- _Saved entries_:
____________________

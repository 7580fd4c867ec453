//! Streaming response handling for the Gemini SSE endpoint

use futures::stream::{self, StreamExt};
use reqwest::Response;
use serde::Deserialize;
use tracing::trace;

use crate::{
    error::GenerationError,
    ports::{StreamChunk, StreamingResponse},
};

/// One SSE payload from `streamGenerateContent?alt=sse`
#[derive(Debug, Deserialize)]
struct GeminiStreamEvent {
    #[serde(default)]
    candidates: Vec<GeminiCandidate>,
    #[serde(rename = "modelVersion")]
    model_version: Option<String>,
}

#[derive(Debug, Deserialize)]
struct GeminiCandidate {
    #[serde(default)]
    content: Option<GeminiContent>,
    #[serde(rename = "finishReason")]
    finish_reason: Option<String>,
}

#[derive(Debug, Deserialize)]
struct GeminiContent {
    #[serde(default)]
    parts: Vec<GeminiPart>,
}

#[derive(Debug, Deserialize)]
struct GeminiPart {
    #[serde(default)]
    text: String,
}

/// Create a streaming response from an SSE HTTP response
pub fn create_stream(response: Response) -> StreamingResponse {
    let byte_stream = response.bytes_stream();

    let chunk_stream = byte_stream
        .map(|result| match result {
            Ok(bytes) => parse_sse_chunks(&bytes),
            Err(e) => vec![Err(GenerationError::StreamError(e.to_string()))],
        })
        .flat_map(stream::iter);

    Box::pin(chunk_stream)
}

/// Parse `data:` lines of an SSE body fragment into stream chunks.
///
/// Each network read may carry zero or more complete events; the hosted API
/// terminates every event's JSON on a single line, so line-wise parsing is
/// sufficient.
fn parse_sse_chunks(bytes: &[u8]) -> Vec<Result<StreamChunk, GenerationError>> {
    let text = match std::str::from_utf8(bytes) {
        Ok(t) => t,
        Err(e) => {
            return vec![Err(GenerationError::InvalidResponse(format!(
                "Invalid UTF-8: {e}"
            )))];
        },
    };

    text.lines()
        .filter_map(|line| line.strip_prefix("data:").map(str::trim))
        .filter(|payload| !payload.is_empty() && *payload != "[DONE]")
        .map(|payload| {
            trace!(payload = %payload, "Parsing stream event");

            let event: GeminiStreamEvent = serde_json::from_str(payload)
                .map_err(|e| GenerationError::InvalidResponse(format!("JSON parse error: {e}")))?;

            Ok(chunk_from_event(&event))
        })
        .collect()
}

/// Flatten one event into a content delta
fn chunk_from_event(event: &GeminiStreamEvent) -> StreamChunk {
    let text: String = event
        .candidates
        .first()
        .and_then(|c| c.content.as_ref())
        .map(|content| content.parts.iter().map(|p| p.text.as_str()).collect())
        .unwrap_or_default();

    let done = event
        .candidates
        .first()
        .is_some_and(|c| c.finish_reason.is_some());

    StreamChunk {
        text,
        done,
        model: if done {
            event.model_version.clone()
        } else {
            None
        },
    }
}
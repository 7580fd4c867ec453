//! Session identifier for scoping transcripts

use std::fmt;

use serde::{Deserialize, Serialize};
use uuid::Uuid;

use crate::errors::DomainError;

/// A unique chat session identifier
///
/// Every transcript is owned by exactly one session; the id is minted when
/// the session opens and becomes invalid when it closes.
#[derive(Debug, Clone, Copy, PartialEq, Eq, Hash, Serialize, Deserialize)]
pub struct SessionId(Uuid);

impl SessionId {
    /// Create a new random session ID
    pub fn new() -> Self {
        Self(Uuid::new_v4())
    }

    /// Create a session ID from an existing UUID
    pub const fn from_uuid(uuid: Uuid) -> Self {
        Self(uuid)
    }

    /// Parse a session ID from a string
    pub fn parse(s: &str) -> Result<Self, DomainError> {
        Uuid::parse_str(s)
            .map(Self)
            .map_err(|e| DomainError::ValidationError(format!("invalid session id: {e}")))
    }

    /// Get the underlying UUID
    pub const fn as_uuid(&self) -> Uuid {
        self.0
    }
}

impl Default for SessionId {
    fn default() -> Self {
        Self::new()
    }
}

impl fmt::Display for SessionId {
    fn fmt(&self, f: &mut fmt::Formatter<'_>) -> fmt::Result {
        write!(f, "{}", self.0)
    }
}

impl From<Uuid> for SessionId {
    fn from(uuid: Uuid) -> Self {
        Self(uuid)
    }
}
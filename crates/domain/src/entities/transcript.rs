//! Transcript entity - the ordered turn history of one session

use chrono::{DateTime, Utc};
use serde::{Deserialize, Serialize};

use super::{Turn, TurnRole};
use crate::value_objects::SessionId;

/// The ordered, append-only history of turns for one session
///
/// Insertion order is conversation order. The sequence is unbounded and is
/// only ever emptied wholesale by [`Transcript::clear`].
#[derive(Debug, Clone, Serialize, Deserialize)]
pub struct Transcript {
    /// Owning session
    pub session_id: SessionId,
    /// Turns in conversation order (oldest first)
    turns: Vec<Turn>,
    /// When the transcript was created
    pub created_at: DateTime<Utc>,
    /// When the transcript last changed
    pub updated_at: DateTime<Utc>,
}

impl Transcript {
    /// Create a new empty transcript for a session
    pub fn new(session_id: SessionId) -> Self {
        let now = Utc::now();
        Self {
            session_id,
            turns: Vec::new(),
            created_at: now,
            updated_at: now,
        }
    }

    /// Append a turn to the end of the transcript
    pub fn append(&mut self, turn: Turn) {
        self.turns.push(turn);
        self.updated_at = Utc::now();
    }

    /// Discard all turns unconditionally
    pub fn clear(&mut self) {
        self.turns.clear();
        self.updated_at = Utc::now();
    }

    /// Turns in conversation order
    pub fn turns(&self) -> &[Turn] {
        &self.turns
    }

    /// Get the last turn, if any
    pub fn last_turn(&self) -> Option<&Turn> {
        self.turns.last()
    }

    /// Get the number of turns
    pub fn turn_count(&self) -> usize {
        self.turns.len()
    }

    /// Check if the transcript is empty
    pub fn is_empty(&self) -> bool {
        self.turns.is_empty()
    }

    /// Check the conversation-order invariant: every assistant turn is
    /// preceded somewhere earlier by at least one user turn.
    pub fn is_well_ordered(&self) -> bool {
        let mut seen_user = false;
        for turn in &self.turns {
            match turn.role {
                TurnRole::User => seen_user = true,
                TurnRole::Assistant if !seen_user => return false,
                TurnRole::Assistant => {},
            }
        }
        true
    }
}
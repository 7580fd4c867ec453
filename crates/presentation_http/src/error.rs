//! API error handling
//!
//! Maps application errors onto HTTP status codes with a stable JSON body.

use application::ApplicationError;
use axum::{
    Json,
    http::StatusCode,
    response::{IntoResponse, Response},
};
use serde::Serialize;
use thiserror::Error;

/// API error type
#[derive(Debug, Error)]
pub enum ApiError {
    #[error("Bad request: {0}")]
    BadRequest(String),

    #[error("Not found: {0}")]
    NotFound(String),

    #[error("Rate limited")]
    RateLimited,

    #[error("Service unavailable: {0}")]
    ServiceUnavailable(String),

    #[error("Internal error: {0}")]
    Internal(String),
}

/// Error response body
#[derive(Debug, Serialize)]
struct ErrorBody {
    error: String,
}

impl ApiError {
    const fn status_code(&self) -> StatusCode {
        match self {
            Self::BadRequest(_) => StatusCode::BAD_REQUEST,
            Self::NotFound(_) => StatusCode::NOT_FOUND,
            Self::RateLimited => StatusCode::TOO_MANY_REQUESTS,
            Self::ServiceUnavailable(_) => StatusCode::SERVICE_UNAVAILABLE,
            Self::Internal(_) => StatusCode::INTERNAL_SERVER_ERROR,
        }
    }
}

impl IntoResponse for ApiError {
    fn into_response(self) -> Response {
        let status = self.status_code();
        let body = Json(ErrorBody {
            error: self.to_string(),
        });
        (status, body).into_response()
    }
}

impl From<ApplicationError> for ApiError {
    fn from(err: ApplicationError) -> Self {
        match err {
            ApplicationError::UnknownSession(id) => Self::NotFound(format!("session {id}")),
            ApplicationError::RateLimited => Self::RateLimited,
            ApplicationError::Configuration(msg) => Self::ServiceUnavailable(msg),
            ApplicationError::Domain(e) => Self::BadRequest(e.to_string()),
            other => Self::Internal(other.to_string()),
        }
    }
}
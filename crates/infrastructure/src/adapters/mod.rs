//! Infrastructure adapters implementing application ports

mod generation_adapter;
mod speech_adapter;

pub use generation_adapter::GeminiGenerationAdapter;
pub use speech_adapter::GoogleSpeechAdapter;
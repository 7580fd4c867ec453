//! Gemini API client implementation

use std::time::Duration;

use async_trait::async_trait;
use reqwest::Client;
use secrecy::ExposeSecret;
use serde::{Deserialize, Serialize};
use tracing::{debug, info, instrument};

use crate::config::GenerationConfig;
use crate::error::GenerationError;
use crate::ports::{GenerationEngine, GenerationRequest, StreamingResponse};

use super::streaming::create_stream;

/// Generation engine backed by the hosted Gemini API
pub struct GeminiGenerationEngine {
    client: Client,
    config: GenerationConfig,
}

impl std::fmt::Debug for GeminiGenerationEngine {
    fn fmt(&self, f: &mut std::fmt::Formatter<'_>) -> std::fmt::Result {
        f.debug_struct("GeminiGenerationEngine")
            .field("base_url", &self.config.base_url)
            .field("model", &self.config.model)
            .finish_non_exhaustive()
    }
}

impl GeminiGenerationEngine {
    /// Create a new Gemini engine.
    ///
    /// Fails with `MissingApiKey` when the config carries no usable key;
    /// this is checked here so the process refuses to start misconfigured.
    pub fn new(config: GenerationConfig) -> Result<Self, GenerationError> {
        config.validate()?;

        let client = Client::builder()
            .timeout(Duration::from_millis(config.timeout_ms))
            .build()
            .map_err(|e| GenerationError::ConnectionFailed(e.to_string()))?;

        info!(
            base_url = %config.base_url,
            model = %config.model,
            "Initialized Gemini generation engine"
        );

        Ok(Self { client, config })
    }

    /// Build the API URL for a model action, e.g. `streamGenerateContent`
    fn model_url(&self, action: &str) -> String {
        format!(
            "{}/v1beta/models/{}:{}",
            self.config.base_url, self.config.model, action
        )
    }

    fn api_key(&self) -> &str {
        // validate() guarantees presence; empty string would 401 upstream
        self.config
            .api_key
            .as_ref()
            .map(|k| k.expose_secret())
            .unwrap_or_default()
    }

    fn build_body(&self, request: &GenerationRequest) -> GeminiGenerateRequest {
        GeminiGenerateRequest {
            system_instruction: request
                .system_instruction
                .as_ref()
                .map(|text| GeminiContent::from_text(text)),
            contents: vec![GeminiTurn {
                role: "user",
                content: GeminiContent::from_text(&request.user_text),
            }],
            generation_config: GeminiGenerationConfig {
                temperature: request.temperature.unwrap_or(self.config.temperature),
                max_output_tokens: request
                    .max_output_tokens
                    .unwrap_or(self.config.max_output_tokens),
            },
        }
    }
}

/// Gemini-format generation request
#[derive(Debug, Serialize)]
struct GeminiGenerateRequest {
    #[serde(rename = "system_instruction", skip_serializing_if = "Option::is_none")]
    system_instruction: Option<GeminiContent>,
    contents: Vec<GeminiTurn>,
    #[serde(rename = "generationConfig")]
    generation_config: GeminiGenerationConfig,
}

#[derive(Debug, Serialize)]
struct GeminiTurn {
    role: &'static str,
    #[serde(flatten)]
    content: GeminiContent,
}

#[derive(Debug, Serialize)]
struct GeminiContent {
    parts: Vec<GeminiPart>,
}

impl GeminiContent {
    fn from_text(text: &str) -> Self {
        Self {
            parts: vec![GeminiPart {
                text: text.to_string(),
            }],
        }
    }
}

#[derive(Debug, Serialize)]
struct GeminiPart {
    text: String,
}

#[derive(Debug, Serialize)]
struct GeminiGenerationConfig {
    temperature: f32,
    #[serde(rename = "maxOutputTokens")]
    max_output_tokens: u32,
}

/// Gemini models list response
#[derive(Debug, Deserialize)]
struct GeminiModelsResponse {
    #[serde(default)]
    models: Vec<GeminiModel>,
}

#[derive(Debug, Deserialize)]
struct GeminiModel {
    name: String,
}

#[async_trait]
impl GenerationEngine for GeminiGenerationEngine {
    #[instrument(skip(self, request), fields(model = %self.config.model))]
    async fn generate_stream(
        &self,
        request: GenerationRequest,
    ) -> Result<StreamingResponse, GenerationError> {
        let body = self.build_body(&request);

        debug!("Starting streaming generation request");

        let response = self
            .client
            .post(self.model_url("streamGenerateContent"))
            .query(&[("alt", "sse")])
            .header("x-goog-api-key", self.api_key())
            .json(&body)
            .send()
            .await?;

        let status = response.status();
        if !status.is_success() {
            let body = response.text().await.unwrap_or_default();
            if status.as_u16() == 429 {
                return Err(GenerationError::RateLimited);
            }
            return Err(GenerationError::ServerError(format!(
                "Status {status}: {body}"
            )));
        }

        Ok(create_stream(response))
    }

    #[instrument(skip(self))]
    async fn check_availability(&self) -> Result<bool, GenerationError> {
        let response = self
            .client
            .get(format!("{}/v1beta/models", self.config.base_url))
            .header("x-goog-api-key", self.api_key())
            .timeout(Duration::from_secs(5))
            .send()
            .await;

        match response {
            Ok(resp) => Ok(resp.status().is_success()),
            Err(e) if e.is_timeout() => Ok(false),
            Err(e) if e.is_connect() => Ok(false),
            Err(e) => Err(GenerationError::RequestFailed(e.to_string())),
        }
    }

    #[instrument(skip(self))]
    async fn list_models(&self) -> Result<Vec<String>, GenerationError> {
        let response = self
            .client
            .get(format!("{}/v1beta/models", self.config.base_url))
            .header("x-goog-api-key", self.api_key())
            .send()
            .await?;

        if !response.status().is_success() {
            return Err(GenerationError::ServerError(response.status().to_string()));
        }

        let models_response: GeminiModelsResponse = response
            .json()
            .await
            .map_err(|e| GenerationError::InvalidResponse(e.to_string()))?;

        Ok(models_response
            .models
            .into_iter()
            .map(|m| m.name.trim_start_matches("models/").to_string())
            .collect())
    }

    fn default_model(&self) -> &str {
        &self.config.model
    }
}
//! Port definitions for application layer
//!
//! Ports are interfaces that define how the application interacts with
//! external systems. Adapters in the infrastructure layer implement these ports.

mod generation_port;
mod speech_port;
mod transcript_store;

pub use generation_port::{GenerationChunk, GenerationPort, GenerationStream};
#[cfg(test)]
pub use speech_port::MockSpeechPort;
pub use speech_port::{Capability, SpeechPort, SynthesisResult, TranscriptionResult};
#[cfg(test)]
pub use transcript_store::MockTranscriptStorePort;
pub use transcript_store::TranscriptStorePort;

____________________

- _PROBLEM REQUIREMENTS_: A count alone is required. How many lines in the entries contain the string "GeminiGenerationConfig"?

- _OUTPUT_: 3